- Born: July 28, 1880 Little Rock, Arkansas, US
- Died: April 15, 1954 (aged 73) Pasadena, California, US
- Education: Stanford University
- Relatives: Benjamin Chambers Brown (brother)

= Howell Chambers Brown =

Howell Chambers Brown (1880–1954) American artist and printmaker, known for engraving and etching. His work was often focused on the genre of the American West.

== Biography ==
Howell Chambers Brown was born July 28, 1880, in Little Rock, Arkansas, and at age 16 his family moved to Pasadena, California. His parents were Judge Benjamin Chambers Brown and Mary Broker Brown, and he was one of their five children. His brother was Benjamin Chambers Brown.
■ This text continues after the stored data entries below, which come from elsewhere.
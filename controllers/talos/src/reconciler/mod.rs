//! Reconciliation logic for the Talos provisioning CRDs.
//!
//! One stage per kind, each plugged into the generic driver in
//! `crate::managed`:
//! - `secrets`: cluster PKI generation
//! - `configuration`: machine configuration rendering
//! - `configuration_apply`: pushing a document to a node
//! - `bootstrap`: one-time etcd bootstrap
//! - `kubeconfig`: admin kubeconfig retrieval
//!
//! `Reconciler` wraps every pass in the finalizer protocol, a deadline, the
//! shared rate limiter, per-record backoff and metrics.

pub mod bootstrap;
#[cfg(test)]
mod bootstrap_test;
pub mod configuration;
pub mod configuration_apply;
#[cfg(test)]
mod configuration_apply_test;
pub mod credentials;
pub mod kubeconfig;
#[cfg(test)]
mod pipeline_test;
pub mod secrets;
#[cfg(test)]
mod secrets_test;
pub mod session;

use std::collections::HashMap;
use std::sync::{Arc, Mutex, MutexGuard};
use std::time::{Duration, Instant};

use crds::{Bootstrap, Configuration, ConfigurationApply, Kubeconfig, Secrets};
use kube::{Api, Client, ResourceExt};
use kube_runtime::controller::Action;
use kube_runtime::finalizer::{Error as FinalizerError, Event as FinalizerEvent, finalizer};
use serde::Serialize;
use serde::de::DeserializeOwned;
use talos_client::MachineConnector;
use tracing::{debug, error, info};

use crate::backoff::{ExponentialBackoff, RateLimiter};
use crate::config::ControllerConfig;
use crate::error::ControllerError;
use crate::managed::{ManagedReconciler, Stage, StageKind};
use crate::metrics::Metrics;
use crate::store::{ConnectionPublisher, KubeConnectionPublisher, KubeCredentialResolver, KubeStore, StatusStore};

use bootstrap::BootstrapStage;
use configuration::ConfigurationStage;
use configuration_apply::ConfigurationApplyStage;
use credentials::CredentialContext;
use kubeconfig::KubeconfigStage;
use secrets::SecretsStage;

/// Finalizer placed on every provisioning record
pub const FINALIZER: &str = "talos.microscaler.io/finalizer";

/// Backoff state for a record
#[derive(Debug, Clone)]
struct BackoffState {
    backoff: ExponentialBackoff,
    error_count: u32,
}

impl BackoffState {
    fn new(base: Duration, max: Duration) -> Self {
        Self {
            backoff: ExponentialBackoff::new(base, max),
            error_count: 0,
        }
    }

    fn increment_error(&mut self) {
        self.error_count = self.error_count.saturating_add(1);
    }
}

/// Backoff state per record, keyed by `Kind/name`
///
/// Only failing records have an entry; it is dropped on the next successful
/// pass, including the cleanup pass that removes the finalizer.
#[derive(Debug)]
struct BackoffStates {
    base: Duration,
    max: Duration,
    states: Mutex<HashMap<String, BackoffState>>,
}

impl BackoffStates {
    fn new(base: Duration, max: Duration) -> Self {
        Self {
            base,
            max,
            states: Mutex::new(HashMap::new()),
        }
    }

    fn lock(&self) -> MutexGuard<'_, HashMap<String, BackoffState>> {
        match self.states.lock() {
            Ok(guard) => guard,
            Err(poisoned) => poisoned.into_inner(),
        }
    }

    /// Count a failed pass, returning the consecutive failures so far
    fn record_failure(&self, key: &str) -> u32 {
        let mut states = self.lock();
        let state = states
            .entry(key.to_string())
            .or_insert_with(|| BackoffState::new(self.base, self.max));
        state.increment_error();
        state.error_count
    }

    fn next_backoff(&self, key: &str) -> Duration {
        let mut states = self.lock();
        states
            .entry(key.to_string())
            .or_insert_with(|| BackoffState::new(self.base, self.max))
            .backoff
            .next_backoff()
    }

    /// Drop the record's state, returning its failure count if it had one
    fn clear(&self, key: &str) -> Option<u32> {
        self.lock().remove(key).map(|state| state.error_count)
    }

    #[cfg(test)]
    fn len(&self) -> usize {
        self.lock().len()
    }
}

/// Requeue delay after a failed pass
///
/// Waiting on an upstream record is not a failure of this one: it is polled
/// at the normal interval without escalating. Errors that need an operator
/// wait the longest backoff. Everything else backs off per record.
pub fn requeue_delay(
    error: &ControllerError,
    poll_interval: Duration,
    backoff_max: Duration,
    next_backoff: impl FnOnce() -> Duration,
) -> Duration {
    if error.is_dependency_wait() {
        poll_interval
    } else if error.is_fatal() {
        backoff_max
    } else {
        next_backoff()
    }
}

fn managed<S: Stage>(
    stage: S,
    store: Arc<dyn StatusStore<S::Resource>>,
    publisher: &Arc<dyn ConnectionPublisher>,
    config: &ControllerConfig,
) -> ManagedReconciler<S> {
    ManagedReconciler::new(
        stage,
        store,
        Arc::clone(publisher),
        config.poll_interval,
        config.short_requeue,
    )
}

/// Reconciles the Talos provisioning kinds.
pub struct Reconciler {
    secrets: ManagedReconciler<SecretsStage>,
    configurations: ManagedReconciler<ConfigurationStage>,
    applies: ManagedReconciler<ConfigurationApplyStage>,
    bootstraps: ManagedReconciler<BootstrapStage>,
    kubeconfigs: ManagedReconciler<KubeconfigStage>,
    secrets_api: Api<Secrets>,
    configuration_api: Api<Configuration>,
    configuration_apply_api: Api<ConfigurationApply>,
    bootstrap_api: Api<Bootstrap>,
    kubeconfig_api: Api<Kubeconfig>,
    metrics: Arc<Metrics>,
    rate_limiter: RateLimiter,
    poll_interval: Duration,
    reconcile_timeout: Duration,
    backoff_max: Duration,
    backoff_states: BackoffStates,
}

impl std::fmt::Debug for Reconciler {
    fn fmt(&self, f: &mut std::fmt::Formatter<'_>) -> std::fmt::Result {
        f.debug_struct("Reconciler")
            .field("poll_interval", &self.poll_interval)
            .field("reconcile_timeout", &self.reconcile_timeout)
            .finish_non_exhaustive()
    }
}

impl Reconciler {
    /// Creates a new reconciler instance.
    pub fn new(
        client: Client,
        config: &ControllerConfig,
        connector: Arc<dyn MachineConnector>,
        metrics: Arc<Metrics>,
    ) -> Self {
        let secrets_api: Api<Secrets> = Api::all(client.clone());
        let configuration_api: Api<Configuration> = Api::all(client.clone());
        let configuration_apply_api: Api<ConfigurationApply> = Api::all(client.clone());
        let bootstrap_api: Api<Bootstrap> = Api::all(client.clone());
        let kubeconfig_api: Api<Kubeconfig> = Api::all(client.clone());

        let secrets_store = Arc::new(KubeStore::new(secrets_api.clone()));
        let configuration_store = Arc::new(KubeStore::new(configuration_api.clone()));
        let bootstrap_store = Arc::new(KubeStore::new(bootstrap_api.clone()));
        let publisher: Arc<dyn ConnectionPublisher> = Arc::new(KubeConnectionPublisher::new(
            client.clone(),
            config.connection_secret_namespace.clone(),
        ));
        let credentials = CredentialContext::new(
            Arc::clone(&secrets_store) as _,
            Arc::new(KubeCredentialResolver::new(client)),
        );

        Self {
            secrets: managed(SecretsStage, Arc::clone(&secrets_store) as _, &publisher, config),
            configurations: managed(
                ConfigurationStage::new(secrets_store, config.render.clone()),
                Arc::clone(&configuration_store) as _,
                &publisher,
                config,
            ),
            applies: managed(
                ConfigurationApplyStage::new(configuration_store, credentials.clone(), Arc::clone(&connector)),
                Arc::new(KubeStore::new(configuration_apply_api.clone())),
                &publisher,
                config,
            ),
            bootstraps: managed(
                BootstrapStage::new(credentials.clone(), Arc::clone(&connector)),
                Arc::clone(&bootstrap_store) as _,
                &publisher,
                config,
            ),
            kubeconfigs: managed(
                KubeconfigStage::new(bootstrap_store, credentials, connector),
                Arc::new(KubeStore::new(kubeconfig_api.clone())),
                &publisher,
                config,
            ),
            secrets_api,
            configuration_api,
            configuration_apply_api,
            bootstrap_api,
            kubeconfig_api,
            metrics,
            rate_limiter: RateLimiter::new(config.global_rate_limit),
            poll_interval: config.poll_interval,
            reconcile_timeout: config.reconcile_timeout,
            backoff_max: config.backoff_max,
            backoff_states: BackoffStates::new(config.backoff_base, config.backoff_max),
        }
    }

    /// Reconciles a Secrets record.
    pub async fn reconcile_secrets(&self, record: Arc<Secrets>) -> Result<Action, ControllerError> {
        self.run(&self.secrets_api, &self.secrets, record).await
    }

    /// Reconciles a Configuration record.
    pub async fn reconcile_configuration(&self, record: Arc<Configuration>) -> Result<Action, ControllerError> {
        self.run(&self.configuration_api, &self.configurations, record).await
    }

    /// Reconciles a ConfigurationApply record.
    pub async fn reconcile_configuration_apply(&self, record: Arc<ConfigurationApply>) -> Result<Action, ControllerError> {
        self.run(&self.configuration_apply_api, &self.applies, record).await
    }

    /// Reconciles a Bootstrap record.
    pub async fn reconcile_bootstrap(&self, record: Arc<Bootstrap>) -> Result<Action, ControllerError> {
        self.run(&self.bootstrap_api, &self.bootstraps, record).await
    }

    /// Reconciles a Kubeconfig record.
    pub async fn reconcile_kubeconfig(&self, record: Arc<Kubeconfig>) -> Result<Action, ControllerError> {
        self.run(&self.kubeconfig_api, &self.kubeconfigs, record).await
    }

    async fn run<S>(
        &self,
        api: &Api<S::Resource>,
        driver: &ManagedReconciler<S>,
        record: Arc<S::Resource>,
    ) -> Result<Action, ControllerError>
    where
        S: Stage,
        S::Resource: Serialize + DeserializeOwned,
    {
        let key = format!("{}/{}", S::KIND, record.name_any());
        if let Some(wait) = self.rate_limiter.acquire() {
            debug!("Rate limited {}; retrying in {:?}", key, wait);
            return Ok(Action::requeue(wait));
        }

        let started = Instant::now();
        let pass = finalizer(api, FINALIZER, record, |event| async move {
            match event {
                FinalizerEvent::Apply(resource) => driver.reconcile(&resource).await,
                FinalizerEvent::Cleanup(resource) => driver.cleanup(&resource).await,
            }
        });
        let result = match tokio::time::timeout(self.reconcile_timeout, pass).await {
            Ok(Ok(action)) => Ok(action),
            Ok(Err(FinalizerError::ApplyFailed(e) | FinalizerError::CleanupFailed(e))) => Err(e),
            Ok(Err(e)) => Err(ControllerError::Finalizer(e.to_string())),
            Err(_) => Err(ControllerError::Timeout(self.reconcile_timeout)),
        };

        let elapsed = started.elapsed();
        match &result {
            Ok(_) => {
                self.metrics.record_success(S::KIND.as_str(), elapsed);
                if let Some(failures) = self.backoff_states.clear(&key) {
                    info!("{} recovered after {} failure(s)", key, failures);
                }
            }
            Err(e) => {
                self.metrics.record_error(S::KIND.as_str(), e, elapsed);
                if !e.is_dependency_wait() {
                    let failures = self.backoff_states.record_failure(&key);
                    debug!("{} has failed {} time(s) in a row", key, failures);
                }
            }
        }
        result
    }

    /// Requeue action for a record whose pass failed
    pub fn error_action(&self, kind: StageKind, name: &str, error: &ControllerError) -> Action {
        let key = format!("{kind}/{name}");
        let delay = requeue_delay(error, self.poll_interval, self.backoff_max, || {
            self.backoff_states.next_backoff(&key)
        });
        if error.is_fatal() {
            error!("{} needs operator attention: {}", key, error);
        }
        Action::requeue(delay)
    }
}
Brown initially attended the Stanford University School of Engineering, eventually he left the engineering department and earned an A.B. degree from Stanford University in May 1904 in Romance Languages. He lived on a ranch in Sinaloa, Mexico for a period of time. In 1914, Brown and his brother Benjamin Brown co-founded the Printmakers of Los Angeles (1914), which later became the Los Angeles Society of Printmakers.

Brown died April 15, 1954, in Pasadena, California.

His work is in various public collections including Fine Arts Museums of San Francisco (FAMSF), Smithsonian American Art Museum, Modern Art Museum of Fort Worth, Mills College Art Museum, among others.